BEnefits of Stroke Treatment Delivered Using a Mobile Stroke Unit
Purpose
The primary goal of this project is to carry out a trial comparing pre-hospital diagnosis and treatment of patients with stroke symptoms using a Mobile Stroke Unit (MSU) with subsequent transfer to a Comprehensive Stroke Center (CSC) Emergency Department (ED) for further management, to standard pre-hospital triage and transport by Emergency Medical Services (EMS) to a CSC ED for evaluation and treatment (Standard Management-SM).
Condition
- Acute Ischemic Stroke
Eligibility
- Eligible Ages
- Over 18 Years
- Eligible Genders
- All
- Accepts Healthy Volunteers
- No
Inclusion Criteria
- Last seen normal within 4hr 30 min of symptom onset - History and physical/neurological examination consistent with acute stroke - No tPA exclusions per guidelines, prior to CT scan or baseline labs - Informed consent obtained from patient (if competent) or legal representative.
Exclusion Criteria
- None
Study Design
- Phase
- Phase 2/Phase 3
- Study Type
- Interventional
- Allocation
- Non-Randomized
- Intervention Model
- Parallel Assignment
- Primary Purpose
- Treatment
- Masking
- Single (Outcomes Assessor)
- Masking Description
- Alternating week assignment to groups.

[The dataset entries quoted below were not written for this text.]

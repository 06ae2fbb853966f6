// Copyright 2019 Zhizhesihai (Beijing) Technology Limited.
//
// Licensed under the Apache License, Version 2.0 (the "License");
// you may not use this file except in compliance with the License.
// You may obtain a copy of the License at
//
//     http://www.apache.org/licenses/LICENSE-2.0
//
// Unless required by applicable law or agreed to in writing, software
// distributed under the License is distributed on an "AS IS" BASIS,
// See the License for the specific language governing permissions and
// limitations under the License.

use core::codec::codec_util;
use core::codec::field_infos::{FieldInfo, FieldInfos};
use core::codec::segment_infos::{segment_file_name, SegmentInfo};
use core::codec::term_vectors::{TermVectorsFormat, TermVectorsWriter};
use core::store::directory::Directory;
use core::store::io::{DataOutput, IndexOutput};
use core::store::IOContext;
use core::util::ID_LENGTH;
use error::ErrorKind::IllegalState;
use error::Result;

use std::sync::Arc;

/// Extension of vectors data file
pub const VECTORS_EXTENSION: &str = "tvd";
/// Extension of vectors index file
pub const VECTORS_INDEX_EXTENSION: &str = "tvx";

const CODEC_NAME_DAT: &str = "PlainTermVectorsData";
const CODEC_NAME_IDX: &str = "PlainTermVectorsIndex";
const VERSION_START: i32 = 0;
const VERSION_CURRENT: i32 = VERSION_START;

const POSITIONS: u8 = 0x01;
const OFFSETS: u8 = 0x02;
const PAYLOADS: u8 = 0x04;

/// Uncompressed term vectors, one buffered entry per document.
#[derive(Debug, Default, Clone, Copy)]
pub struct PlainTermVectorsFormat;

impl TermVectorsFormat for PlainTermVectorsFormat {
    type Writer = PlainTermVectorsWriter;

    fn tv_writer(
        &self,
        directory: Arc<dyn Directory>,
        segment_info: &SegmentInfo,
        context: &IOContext,
    ) -> Result<PlainTermVectorsWriter> {
        PlainTermVectorsWriter::new(directory, segment_info, context)
    }
}

pub struct PlainTermVectorsWriter {
    directory: Arc<dyn Directory>,
    segment: String,
    segment_id: [u8; ID_LENGTH],
    context: IOContext,
    vectors_stream: Option<Box<dyn IndexOutput>>,
    doc_buffer: Vec<u8>,
    doc_pointers: Vec<i64>,
    // state of the field being written
    has_positions: bool,
    has_offsets: bool,
    has_payloads: bool,
    last_position: i32,
    last_offset: i32,
}

impl PlainTermVectorsWriter {
    pub fn new(
        directory: Arc<dyn Directory>,
        si: &SegmentInfo,
        context: &IOContext,
    ) -> Result<PlainTermVectorsWriter> {
        let name = segment_file_name(&si.name, "", VECTORS_EXTENSION);
        let mut vectors_stream = directory.create_output(&name, context)?;
        codec_util::write_index_header(
            &mut vectors_stream,
            CODEC_NAME_DAT,
            VERSION_CURRENT,
            &si.id,
            "",
        )?;
        Ok(PlainTermVectorsWriter {
            directory,
            segment: si.name.clone(),
            segment_id: si.id,
            context: *context,
            vectors_stream: Some(vectors_stream),
            doc_buffer: Vec::with_capacity(1024),
            doc_pointers: vec![],
            has_positions: false,
            has_offsets: false,
            has_payloads: false,
            last_position: 0,
            last_offset: 0,
        })
    }

    fn stream(&mut self) -> Result<&mut Box<dyn IndexOutput>> {
        match self.vectors_stream.as_mut() {
            Some(s) => Ok(s),
            None => bail!(IllegalState("term vectors writer is closed".into())),
        }
    }
}

impl TermVectorsWriter for PlainTermVectorsWriter {
    fn start_document(&mut self, num_vector_fields: usize) -> Result<()> {
        self.doc_buffer.clear();
        self.doc_buffer.write_vint(num_vector_fields as i32)
    }

    fn finish_document(&mut self) -> Result<()> {
        let doc = ::std::mem::replace(&mut self.doc_buffer, Vec::new());
        let pointer = {
            let stream = self.stream()?;
            let pointer = stream.file_pointer();
            stream.write_bytes(&doc, 0, doc.len())?;
            pointer
        };
        self.doc_buffer = doc;
        self.doc_pointers.push(pointer);
        Ok(())
    }

    fn start_field(
        &mut self,
        info: &FieldInfo,
        num_terms: usize,
        has_positions: bool,
        has_offsets: bool,
        has_payloads: bool,
    ) -> Result<()> {
        self.has_positions = has_positions;
        self.has_offsets = has_offsets;
        self.has_payloads = has_payloads;

        let mut flags = 0u8;
        if has_positions {
            flags |= POSITIONS;
        }
        if has_offsets {
            flags |= OFFSETS;
        }
        if has_payloads {
            flags |= PAYLOADS;
        }
        self.doc_buffer.write_vint(info.number as i32)?;
        self.doc_buffer.write_byte(flags)?;
        self.doc_buffer.write_vint(num_terms as i32)
    }

    fn finish_field(&mut self) -> Result<()> {
        Ok(())
    }

    fn start_term(&mut self, term: &[u8], freq: i32) -> Result<()> {
        self.last_position = 0;
        self.last_offset = 0;
        self.doc_buffer.write_vint(term.len() as i32)?;
        self.doc_buffer.write_bytes(term, 0, term.len())?;
        self.doc_buffer.write_vint(freq)
    }

    fn add_position(
        &mut self,
        position: i32,
        start_offset: i32,
        end_offset: i32,
        payload: &[u8],
    ) -> Result<()> {
        if self.has_positions {
            self.doc_buffer.write_vint(position - self.last_position)?;
            self.last_position = position;
            if self.has_payloads {
                self.doc_buffer.write_vint(payload.len() as i32)?;
                self.doc_buffer.write_bytes(payload, 0, payload.len())?;
            }
        }
        if self.has_offsets {
            self.doc_buffer.write_vint(start_offset - self.last_offset)?;
            self.doc_buffer.write_vint(end_offset - start_offset)?;
            self.last_offset = start_offset;
        }
        Ok(())
    }

    fn finish(&mut self, _fis: &FieldInfos, num_docs: usize) -> Result<()> {
        if self.doc_pointers.len() != num_docs {
            bail!(IllegalState(format!(
                "Wrote {} docs, finish called with num_docs={}",
                self.doc_pointers.len(),
                num_docs
            )));
        }

        let name = segment_file_name(&self.segment, "", VECTORS_INDEX_EXTENSION);
        let mut index_stream = self.directory.create_output(&name, &self.context)?;
        codec_util::write_index_header(
            &mut index_stream,
            CODEC_NAME_IDX,
            VERSION_CURRENT,
            &self.segment_id,
            "",
        )?;
        index_stream.write_vint(num_docs as i32)?;
        for pointer in &self.doc_pointers {
            index_stream.write_vlong(*pointer)?;
        }
        codec_util::write_footer(&mut index_stream)?;

        if let Some(mut stream) = self.vectors_stream.take() {
            codec_util::write_footer(&mut stream)?;
        }
        Ok(())
    }

    fn abort(&mut self) -> Result<()> {
        self.vectors_stream = None;
        self.doc_pointers.clear();
        for ext in &[VECTORS_EXTENSION, VECTORS_INDEX_EXTENSION] {
            let name = segment_file_name(&self.segment, "", ext);
            if let Err(e) = self.directory.delete_file(&name) {
                debug!("abort: could not delete '{}': {:?}", name, e);
            }
        }
        Ok(())
    }
}
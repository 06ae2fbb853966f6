// Copyright 2019 Zhizhesihai (Beijing) Technology Limited.
//
// Licensed under the Apache License, Version 2.0 (the "License");
// you may not use this file except in compliance with the License.
// You may obtain a copy of the License at
//
//     http://www.apache.org/licenses/LICENSE-2.0
//
// Unless required by applicable law or agreed to in writing, software
// distributed under the License is distributed on an "AS IS" BASIS,
// See the License for the specific language governing permissions and
// limitations under the License.

use std::fmt;
use std::fs;
use std::path::{Path, PathBuf};

use core::store::directory::Directory;
use core::store::io::{FSIndexOutput, IndexOutput};
use core::store::IOContext;
use error::ErrorKind::IllegalState;
use error::Result;

/// A straightforward `Directory` implementation on top of `std::fs`.
pub struct FSDirectory {
    pub directory: PathBuf,
}

impl FSDirectory {
    pub fn new<T: AsRef<Path> + ?Sized>(directory: &T) -> Result<FSDirectory> {
        let directory = directory.as_ref();
        if !Path::exists(directory) {
            fs::create_dir_all(directory)?;
        } else if !Path::is_dir(directory) {
            bail!(IllegalState(format!(
                "Path {:?} exists but is not directory",
                directory
            )))
        }

        Ok(FSDirectory {
            directory: From::from(directory),
        })
    }

    pub fn resolve(&self, name: &str) -> PathBuf {
        self.directory.join(name)
    }
}

impl Directory for FSDirectory {
    fn list_all(&self) -> Result<Vec<String>> {
        let mut result = Vec::new();
        for entry in fs::read_dir(&self.directory)? {
            let entry = entry?;
            if let Ok(filename) = entry.file_name().into_string() {
                result.push(filename);
            }
        }
        result.sort();
        Ok(result)
    }

    fn file_length(&self, name: &str) -> Result<i64> {
        let meta = fs::metadata(self.resolve(name))?;
        Ok(meta.len() as i64)
    }

    fn create_output(&self, name: &str, _context: &IOContext) -> Result<Box<dyn IndexOutput>> {
        let output = FSIndexOutput::new(name.to_string(), self.resolve(name))?;
        Ok(Box::new(output))
    }

    fn read_file(&self, name: &str) -> Result<Vec<u8>> {
        Ok(fs::read(self.resolve(name))?)
    }

    fn delete_file(&self, name: &str) -> Result<()> {
        fs::remove_file(self.resolve(name))?;
        Ok(())
    }
}

impl fmt::Display for FSDirectory {
    fn fmt(&self, f: &mut fmt::Formatter) -> fmt::Result {
        write!(f, "FSDirectory({})", self.directory.display())
    }
}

Entry criteria adjudicated by masked investigator. Primary outcome also by masked investigator.
Arm Groups
Arm | Description | Assigned Intervention |
---|---|---|
Active Comparator Mobile Stroke Unit Management |
Acute ischemic stroke patients treated in the Mobile Stroke Unit |
|
No Intervention Standard Management |
Acute ischemic stroke patients receiving standard management |
|
More Details
- Status
- Active, not recruiting
- Sponsor
- Memorial Hermann Health System
Study Contact
Detailed Description
There are many ways that use of a MSU might prove valuable in stroke patients, but we will focus on acute ischemic stroke (AIS) and treatment with IV tissue plasminogen activator (tPA) within 4.5 hours of symptom onset since that is the most evidence based effective emergency treatment for the most prevalent stroke diagnosis. We hypothesize that the MSU pathway will result in an overall shift towards earlier evaluation and treatment, particularly into the first hour after symptom onset, leading to substantially better outcome. We also hypothesize that as a result of improved clinical outcomes resulting from earlier treatment, the costs of a MSU program will be offset by a reduction in the costs of long term stroke care and increase in quality adjusted life years, thereby supporting more widespread use of this technology. To make MSU deployment more practical, we will confirm that a Vascular Neurologist (VN) on board the MSU can be replaced by a remote VN connected to the MSU by telemedicine (TM) thereby reducing manpower requirements and costs. The successful completion of this project will provide data on important outcomes and costs associated with the use of MSU vs SM in the United States (U.S.) that will help determine the value of integrating MSUs into the pre-hospital environment in this country. Successfully addressing our three Specific Aims (time saved/ complications encountered, utility of TM, and cost effectiveness) will provide critical information that will be needed to determine if and how a subsequent more definitive study should be conducted. We anticipate that emanating from this exploratory study would be a larger multicenter trial carried out in both urban and rural U.S. pre-hospital environments, with treatment orchestrated via TM, and having sufficient power to determine a difference in long term outcome and costs between patients managed on the two pathways, following a study design that will be tested in this exploratory trial. The present study, therefore, is the necessary first step in a process which may dramatically modify the way that acute stroke patients are managed in the U.S.